**What you have to do**
Only the lines containing "async" belong in the answer; find them in the material below.

# # # #

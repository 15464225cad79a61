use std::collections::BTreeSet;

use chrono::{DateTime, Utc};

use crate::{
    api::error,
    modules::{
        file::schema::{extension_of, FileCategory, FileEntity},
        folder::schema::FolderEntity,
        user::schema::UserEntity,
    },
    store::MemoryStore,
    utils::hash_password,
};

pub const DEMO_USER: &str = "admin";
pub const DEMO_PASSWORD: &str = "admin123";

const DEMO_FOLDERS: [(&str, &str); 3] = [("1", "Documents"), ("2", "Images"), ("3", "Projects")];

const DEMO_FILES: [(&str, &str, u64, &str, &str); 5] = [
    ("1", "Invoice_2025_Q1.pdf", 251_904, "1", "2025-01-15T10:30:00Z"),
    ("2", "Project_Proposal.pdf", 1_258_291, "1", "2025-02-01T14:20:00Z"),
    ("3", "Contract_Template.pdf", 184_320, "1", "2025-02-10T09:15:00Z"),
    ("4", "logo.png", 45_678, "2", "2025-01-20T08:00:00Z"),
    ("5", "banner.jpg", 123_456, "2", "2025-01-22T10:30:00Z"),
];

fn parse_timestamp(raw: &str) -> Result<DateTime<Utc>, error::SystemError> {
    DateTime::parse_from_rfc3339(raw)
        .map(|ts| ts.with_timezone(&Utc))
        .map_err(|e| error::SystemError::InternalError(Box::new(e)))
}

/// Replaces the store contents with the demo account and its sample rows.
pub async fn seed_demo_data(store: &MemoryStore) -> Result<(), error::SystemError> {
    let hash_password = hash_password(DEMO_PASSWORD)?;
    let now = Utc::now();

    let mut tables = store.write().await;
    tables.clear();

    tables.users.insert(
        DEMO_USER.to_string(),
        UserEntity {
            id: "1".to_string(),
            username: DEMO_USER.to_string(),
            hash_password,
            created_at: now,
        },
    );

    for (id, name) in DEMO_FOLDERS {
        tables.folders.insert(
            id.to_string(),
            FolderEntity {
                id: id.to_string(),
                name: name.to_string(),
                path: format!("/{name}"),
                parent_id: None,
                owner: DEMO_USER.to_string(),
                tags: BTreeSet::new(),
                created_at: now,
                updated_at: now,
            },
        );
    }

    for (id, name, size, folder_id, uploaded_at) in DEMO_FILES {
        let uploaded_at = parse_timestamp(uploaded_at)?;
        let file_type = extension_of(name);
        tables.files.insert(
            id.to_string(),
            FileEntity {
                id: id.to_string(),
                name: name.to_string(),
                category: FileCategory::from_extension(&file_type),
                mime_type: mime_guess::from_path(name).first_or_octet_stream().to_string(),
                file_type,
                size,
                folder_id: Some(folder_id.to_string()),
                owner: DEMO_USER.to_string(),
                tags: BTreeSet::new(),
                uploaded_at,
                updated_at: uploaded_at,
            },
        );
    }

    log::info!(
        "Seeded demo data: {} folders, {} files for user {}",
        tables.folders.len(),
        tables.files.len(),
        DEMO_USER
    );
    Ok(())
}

# # # #

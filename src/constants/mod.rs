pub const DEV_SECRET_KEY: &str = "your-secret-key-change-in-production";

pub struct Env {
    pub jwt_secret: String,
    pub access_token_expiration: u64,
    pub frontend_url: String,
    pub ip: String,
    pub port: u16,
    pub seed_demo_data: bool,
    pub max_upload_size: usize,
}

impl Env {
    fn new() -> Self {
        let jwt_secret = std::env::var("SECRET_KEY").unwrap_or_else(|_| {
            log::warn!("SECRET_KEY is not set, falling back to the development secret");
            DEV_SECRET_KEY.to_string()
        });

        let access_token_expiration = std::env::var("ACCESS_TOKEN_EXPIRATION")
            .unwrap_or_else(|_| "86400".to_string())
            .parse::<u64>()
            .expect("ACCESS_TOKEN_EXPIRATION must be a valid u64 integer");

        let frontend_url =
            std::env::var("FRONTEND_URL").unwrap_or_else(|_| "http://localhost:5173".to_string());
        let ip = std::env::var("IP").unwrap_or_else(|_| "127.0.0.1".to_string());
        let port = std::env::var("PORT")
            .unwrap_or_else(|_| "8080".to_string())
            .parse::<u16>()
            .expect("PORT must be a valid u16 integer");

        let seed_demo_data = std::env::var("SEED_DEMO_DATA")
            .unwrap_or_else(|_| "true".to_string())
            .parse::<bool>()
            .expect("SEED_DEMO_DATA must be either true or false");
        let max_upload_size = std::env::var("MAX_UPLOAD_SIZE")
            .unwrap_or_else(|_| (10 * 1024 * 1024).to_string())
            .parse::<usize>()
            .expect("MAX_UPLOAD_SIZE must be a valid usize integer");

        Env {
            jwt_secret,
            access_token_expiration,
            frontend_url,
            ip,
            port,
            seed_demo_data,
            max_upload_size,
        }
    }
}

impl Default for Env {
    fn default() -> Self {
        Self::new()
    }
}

# # # #

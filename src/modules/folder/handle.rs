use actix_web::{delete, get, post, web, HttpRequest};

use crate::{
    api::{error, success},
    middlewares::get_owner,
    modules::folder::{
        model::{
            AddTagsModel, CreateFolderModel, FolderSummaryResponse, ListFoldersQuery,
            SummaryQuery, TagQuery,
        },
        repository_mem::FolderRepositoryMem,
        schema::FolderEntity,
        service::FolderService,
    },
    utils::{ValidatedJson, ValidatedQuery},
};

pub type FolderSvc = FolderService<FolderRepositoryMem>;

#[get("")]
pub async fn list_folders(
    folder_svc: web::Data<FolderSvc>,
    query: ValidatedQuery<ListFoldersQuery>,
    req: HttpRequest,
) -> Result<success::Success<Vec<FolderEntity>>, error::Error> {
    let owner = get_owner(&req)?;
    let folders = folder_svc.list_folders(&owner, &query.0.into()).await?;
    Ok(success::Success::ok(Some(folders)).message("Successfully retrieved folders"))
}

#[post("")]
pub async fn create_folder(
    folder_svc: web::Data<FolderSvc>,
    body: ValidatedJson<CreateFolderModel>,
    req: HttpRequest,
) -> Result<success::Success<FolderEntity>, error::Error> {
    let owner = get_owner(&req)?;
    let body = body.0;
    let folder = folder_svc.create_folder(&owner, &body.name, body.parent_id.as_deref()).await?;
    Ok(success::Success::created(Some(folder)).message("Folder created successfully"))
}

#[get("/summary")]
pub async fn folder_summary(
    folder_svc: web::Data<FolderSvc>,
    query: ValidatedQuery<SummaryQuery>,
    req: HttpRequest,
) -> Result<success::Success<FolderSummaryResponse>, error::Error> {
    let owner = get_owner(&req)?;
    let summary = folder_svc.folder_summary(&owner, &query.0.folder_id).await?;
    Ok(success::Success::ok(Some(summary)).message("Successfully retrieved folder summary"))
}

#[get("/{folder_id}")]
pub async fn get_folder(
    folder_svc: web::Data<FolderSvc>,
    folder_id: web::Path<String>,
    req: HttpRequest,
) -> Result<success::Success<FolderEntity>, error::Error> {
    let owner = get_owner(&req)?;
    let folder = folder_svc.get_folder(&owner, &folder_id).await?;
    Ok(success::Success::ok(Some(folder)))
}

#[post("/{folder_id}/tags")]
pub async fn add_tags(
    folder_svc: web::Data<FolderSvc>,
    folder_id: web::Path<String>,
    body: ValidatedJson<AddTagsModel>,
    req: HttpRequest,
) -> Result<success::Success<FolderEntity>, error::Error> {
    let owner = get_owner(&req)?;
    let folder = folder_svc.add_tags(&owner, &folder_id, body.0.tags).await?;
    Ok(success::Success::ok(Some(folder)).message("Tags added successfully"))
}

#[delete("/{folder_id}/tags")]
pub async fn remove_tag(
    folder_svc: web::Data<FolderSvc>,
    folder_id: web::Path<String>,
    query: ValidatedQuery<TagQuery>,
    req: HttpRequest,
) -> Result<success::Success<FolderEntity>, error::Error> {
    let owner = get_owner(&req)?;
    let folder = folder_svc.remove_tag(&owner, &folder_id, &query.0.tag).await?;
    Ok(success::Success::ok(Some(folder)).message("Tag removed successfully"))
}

# # # #

**Exercise solution**
pub async fn seed_demo_data(store: &MemoryStore) -> Result<(), error::SystemError> {
pub async fn list_folders(
pub async fn create_folder(
pub async fn folder_summary(
pub async fn get_folder(
pub async fn add_tags(
pub async fn remove_tag(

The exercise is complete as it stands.